Saved entries:
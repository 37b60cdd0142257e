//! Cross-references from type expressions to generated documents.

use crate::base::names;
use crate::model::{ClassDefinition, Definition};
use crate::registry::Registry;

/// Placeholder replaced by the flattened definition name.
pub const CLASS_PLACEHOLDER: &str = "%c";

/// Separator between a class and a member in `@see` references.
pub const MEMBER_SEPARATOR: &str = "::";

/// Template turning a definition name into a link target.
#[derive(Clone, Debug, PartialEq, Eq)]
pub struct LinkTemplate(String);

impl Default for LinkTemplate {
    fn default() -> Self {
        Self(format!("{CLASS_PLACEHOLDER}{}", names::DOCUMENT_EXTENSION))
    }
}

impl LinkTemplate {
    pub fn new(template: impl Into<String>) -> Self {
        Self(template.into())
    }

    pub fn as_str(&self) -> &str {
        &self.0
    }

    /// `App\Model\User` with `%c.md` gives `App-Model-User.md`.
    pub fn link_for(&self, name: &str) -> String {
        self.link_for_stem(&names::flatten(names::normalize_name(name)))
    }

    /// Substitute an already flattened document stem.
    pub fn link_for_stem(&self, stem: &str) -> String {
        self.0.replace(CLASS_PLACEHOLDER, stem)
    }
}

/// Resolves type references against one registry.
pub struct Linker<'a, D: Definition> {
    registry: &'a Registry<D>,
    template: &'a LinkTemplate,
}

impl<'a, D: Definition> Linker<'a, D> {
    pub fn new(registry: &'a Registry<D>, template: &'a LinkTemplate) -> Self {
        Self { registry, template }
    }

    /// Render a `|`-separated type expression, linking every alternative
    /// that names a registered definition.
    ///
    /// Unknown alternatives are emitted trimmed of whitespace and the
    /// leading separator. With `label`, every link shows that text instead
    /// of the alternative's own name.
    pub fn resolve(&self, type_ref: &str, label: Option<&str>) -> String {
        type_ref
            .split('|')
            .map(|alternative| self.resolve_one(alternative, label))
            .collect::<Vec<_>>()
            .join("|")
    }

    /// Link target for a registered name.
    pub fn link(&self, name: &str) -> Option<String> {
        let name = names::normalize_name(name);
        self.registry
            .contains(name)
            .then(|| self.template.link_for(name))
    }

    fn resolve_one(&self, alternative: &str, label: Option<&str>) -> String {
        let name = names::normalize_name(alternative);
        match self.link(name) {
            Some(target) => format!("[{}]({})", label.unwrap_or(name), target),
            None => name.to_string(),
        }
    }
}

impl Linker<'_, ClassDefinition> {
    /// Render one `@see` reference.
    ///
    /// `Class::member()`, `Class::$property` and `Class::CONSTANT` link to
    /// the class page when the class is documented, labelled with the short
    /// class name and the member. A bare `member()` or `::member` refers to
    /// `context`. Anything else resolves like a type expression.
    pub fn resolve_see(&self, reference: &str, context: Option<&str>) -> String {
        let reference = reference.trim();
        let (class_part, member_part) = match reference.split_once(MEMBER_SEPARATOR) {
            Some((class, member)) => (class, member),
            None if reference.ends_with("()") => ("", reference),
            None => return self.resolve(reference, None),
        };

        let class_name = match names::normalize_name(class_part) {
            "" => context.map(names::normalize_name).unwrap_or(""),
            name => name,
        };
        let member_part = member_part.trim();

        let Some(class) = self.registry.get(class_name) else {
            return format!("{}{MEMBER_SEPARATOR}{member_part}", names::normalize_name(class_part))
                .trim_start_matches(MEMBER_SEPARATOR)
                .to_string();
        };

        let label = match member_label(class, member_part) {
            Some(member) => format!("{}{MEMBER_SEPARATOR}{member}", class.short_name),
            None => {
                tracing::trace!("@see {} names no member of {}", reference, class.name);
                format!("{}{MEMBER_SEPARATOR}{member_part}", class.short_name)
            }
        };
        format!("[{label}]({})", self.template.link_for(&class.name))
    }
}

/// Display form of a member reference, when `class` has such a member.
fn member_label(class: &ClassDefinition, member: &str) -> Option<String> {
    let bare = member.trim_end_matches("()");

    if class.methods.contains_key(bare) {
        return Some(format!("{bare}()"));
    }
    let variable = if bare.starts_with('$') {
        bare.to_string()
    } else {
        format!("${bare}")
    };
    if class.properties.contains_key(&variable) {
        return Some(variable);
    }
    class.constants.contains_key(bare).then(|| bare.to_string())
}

---

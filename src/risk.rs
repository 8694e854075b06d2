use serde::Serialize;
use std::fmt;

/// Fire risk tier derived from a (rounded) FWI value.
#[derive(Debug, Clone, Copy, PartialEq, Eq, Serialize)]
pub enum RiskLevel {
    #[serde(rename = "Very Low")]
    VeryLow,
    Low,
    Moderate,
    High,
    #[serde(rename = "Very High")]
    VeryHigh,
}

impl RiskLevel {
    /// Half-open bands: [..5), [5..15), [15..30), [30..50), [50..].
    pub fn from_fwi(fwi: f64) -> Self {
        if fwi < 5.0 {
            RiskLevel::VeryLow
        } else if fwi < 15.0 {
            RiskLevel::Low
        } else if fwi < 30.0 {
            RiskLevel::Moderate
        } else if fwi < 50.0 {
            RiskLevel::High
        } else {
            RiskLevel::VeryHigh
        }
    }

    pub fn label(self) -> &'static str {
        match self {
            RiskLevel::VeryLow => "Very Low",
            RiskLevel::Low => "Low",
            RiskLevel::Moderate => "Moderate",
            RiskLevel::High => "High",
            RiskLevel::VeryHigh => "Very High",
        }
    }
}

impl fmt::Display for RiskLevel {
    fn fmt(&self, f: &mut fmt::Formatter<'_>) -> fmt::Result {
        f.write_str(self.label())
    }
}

AIM OF THE EXERCISE: Where does the string "LinkTemplate" appear in the records? Copy every line that holds it.

FINISHED TASK:
pub struct LinkTemplate(String);
impl Default for LinkTemplate {
impl LinkTemplate {
    template: &'a LinkTemplate,
    pub fn new(registry: &'a Registry<D>, template: &'a LinkTemplate) -> Self {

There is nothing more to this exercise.